Your reply should be only the number of lines in the records that contain the word "errors".

Input:
----

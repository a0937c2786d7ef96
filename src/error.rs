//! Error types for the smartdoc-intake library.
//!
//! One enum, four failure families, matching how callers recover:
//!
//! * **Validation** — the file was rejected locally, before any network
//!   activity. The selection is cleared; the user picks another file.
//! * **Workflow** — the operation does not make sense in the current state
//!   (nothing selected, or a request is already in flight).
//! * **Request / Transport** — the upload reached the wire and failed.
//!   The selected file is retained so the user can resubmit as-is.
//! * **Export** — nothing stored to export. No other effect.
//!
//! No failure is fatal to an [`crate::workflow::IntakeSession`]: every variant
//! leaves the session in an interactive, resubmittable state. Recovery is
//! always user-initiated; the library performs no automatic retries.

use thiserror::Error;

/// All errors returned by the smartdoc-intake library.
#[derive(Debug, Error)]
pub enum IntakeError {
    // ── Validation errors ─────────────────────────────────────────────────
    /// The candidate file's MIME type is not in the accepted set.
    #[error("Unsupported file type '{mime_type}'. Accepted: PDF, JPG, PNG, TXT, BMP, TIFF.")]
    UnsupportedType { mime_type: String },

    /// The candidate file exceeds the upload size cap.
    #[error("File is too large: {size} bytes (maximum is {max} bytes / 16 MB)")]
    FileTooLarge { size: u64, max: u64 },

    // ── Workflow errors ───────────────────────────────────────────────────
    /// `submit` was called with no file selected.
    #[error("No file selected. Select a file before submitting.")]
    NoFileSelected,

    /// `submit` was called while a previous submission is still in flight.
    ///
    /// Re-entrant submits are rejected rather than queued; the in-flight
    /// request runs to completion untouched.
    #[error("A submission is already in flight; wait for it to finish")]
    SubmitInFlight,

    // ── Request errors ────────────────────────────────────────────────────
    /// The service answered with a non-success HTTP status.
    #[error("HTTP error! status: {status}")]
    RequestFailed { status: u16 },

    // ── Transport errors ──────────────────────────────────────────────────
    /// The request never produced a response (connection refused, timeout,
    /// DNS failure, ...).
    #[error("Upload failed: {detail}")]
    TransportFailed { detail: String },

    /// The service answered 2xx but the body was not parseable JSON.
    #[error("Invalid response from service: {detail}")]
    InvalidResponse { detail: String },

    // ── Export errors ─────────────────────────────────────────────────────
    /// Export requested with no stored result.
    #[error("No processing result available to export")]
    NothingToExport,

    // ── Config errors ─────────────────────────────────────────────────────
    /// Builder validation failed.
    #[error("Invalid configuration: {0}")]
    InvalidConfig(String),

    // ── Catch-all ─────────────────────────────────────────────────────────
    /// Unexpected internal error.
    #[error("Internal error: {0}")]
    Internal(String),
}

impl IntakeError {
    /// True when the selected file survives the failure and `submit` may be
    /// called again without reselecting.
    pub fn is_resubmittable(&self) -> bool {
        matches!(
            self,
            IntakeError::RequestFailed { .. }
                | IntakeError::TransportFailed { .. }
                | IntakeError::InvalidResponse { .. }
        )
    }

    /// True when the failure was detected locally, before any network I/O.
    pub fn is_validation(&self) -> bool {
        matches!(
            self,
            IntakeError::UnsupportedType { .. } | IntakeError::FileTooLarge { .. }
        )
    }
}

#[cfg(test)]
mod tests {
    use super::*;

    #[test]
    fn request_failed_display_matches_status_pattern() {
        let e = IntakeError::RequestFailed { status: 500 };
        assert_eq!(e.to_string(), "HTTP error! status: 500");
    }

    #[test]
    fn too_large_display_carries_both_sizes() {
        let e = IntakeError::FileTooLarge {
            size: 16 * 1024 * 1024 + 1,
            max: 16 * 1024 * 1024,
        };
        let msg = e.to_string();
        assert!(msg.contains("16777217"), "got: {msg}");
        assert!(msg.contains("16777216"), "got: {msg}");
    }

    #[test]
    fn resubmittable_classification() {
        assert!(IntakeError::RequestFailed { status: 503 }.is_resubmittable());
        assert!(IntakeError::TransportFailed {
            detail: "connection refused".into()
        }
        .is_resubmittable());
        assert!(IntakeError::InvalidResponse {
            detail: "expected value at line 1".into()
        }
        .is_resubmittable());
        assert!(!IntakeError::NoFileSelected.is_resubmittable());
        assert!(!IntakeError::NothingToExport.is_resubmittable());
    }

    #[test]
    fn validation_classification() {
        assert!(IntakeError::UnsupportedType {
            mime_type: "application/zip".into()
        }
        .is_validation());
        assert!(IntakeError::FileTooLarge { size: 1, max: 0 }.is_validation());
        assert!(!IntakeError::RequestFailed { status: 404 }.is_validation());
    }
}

----

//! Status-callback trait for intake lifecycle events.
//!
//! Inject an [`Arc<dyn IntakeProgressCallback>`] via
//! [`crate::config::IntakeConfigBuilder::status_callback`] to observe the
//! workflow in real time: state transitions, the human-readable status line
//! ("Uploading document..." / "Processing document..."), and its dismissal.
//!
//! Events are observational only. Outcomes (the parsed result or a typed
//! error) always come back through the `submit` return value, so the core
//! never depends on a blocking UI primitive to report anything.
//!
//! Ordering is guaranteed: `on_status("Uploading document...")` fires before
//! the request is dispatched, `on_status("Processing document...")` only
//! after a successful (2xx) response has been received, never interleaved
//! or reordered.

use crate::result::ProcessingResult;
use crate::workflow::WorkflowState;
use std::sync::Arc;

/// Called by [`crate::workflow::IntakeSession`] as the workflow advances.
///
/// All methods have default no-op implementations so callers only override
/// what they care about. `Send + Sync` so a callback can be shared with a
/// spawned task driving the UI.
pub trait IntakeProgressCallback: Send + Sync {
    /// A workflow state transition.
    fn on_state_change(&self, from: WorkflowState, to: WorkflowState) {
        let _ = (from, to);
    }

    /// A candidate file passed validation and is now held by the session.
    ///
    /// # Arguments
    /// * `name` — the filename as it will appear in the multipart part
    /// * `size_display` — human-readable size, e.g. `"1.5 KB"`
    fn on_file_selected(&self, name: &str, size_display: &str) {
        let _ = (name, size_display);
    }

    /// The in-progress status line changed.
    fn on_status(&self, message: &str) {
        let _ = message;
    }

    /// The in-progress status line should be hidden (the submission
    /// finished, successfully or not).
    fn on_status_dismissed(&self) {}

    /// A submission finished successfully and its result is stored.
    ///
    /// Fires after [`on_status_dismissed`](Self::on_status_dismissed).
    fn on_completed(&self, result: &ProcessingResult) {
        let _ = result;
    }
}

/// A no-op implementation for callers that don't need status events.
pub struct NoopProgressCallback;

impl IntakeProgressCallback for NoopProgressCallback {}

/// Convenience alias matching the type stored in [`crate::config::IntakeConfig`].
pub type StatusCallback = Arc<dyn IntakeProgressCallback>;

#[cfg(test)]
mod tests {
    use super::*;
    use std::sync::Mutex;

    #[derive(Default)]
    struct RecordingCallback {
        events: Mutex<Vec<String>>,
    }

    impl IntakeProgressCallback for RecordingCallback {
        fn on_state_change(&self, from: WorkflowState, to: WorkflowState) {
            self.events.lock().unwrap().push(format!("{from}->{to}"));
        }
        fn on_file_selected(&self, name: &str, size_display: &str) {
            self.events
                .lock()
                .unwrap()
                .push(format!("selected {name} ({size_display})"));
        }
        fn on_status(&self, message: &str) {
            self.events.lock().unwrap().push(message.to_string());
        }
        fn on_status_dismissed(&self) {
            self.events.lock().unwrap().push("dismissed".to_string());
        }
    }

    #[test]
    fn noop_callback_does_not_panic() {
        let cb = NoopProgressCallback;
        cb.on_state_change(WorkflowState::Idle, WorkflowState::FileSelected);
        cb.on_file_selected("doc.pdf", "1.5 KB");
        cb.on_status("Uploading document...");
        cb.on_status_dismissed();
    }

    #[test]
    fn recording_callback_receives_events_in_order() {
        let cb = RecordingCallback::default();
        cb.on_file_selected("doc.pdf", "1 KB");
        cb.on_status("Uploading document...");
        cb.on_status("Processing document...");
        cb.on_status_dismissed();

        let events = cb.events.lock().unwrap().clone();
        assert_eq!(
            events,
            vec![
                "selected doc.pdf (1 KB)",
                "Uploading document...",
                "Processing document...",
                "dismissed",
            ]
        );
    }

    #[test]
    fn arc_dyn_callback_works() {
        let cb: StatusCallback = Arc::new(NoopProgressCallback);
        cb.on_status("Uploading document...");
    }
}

----

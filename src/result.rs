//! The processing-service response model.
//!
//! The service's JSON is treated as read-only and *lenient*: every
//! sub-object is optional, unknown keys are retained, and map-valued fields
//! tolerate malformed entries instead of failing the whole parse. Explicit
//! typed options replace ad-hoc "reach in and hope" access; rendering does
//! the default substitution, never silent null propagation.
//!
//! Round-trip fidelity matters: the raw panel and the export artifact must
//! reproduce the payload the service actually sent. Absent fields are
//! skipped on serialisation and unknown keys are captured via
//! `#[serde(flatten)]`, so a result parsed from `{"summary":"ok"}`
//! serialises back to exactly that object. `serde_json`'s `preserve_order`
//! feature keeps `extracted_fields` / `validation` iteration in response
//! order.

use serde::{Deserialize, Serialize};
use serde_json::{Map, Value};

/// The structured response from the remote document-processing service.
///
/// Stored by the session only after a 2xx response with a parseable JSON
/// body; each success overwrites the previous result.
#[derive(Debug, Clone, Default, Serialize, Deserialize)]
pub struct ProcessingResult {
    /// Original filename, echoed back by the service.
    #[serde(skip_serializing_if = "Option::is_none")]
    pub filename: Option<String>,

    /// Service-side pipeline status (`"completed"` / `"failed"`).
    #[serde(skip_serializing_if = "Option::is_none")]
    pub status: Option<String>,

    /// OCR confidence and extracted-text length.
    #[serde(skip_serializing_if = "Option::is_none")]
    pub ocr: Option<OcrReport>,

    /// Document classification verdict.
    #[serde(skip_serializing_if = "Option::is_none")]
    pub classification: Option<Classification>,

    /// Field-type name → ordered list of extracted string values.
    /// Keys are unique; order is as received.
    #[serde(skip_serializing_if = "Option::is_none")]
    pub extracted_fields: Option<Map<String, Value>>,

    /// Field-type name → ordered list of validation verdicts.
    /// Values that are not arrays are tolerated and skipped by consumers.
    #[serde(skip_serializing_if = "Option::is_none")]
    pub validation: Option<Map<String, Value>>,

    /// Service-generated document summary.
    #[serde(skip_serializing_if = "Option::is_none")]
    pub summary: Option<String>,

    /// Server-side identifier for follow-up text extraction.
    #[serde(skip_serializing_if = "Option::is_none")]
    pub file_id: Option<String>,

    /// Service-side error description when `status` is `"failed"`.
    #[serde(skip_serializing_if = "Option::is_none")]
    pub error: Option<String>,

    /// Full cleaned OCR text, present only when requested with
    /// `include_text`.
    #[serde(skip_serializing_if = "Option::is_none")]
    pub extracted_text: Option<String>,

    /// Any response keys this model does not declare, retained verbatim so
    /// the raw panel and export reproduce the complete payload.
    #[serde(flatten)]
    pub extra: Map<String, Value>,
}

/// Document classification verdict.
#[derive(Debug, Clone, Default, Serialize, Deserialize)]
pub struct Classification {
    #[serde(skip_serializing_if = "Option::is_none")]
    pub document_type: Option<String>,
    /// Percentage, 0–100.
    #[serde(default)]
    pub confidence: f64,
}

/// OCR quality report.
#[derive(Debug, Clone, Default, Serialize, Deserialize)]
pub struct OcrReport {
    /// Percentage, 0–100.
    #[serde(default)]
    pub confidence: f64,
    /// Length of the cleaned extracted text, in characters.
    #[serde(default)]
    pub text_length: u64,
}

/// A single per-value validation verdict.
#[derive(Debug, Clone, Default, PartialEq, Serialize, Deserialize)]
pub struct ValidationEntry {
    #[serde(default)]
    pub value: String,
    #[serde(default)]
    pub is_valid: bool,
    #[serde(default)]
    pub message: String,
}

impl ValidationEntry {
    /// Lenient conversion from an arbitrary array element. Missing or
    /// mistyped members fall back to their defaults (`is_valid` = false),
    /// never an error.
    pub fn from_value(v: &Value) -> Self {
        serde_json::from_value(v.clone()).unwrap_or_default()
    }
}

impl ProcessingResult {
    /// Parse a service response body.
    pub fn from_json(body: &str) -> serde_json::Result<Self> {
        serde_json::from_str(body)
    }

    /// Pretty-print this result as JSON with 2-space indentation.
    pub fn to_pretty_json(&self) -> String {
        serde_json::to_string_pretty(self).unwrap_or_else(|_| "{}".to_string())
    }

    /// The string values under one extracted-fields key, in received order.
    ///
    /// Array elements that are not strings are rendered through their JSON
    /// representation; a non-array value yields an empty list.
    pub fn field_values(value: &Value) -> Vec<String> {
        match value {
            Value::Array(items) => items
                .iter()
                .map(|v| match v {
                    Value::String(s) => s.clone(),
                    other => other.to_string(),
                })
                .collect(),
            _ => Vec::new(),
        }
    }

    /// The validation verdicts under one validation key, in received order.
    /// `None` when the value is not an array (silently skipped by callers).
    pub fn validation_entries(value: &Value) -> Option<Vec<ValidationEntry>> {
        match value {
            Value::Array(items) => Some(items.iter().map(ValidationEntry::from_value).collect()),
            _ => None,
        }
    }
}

----

Response below:
7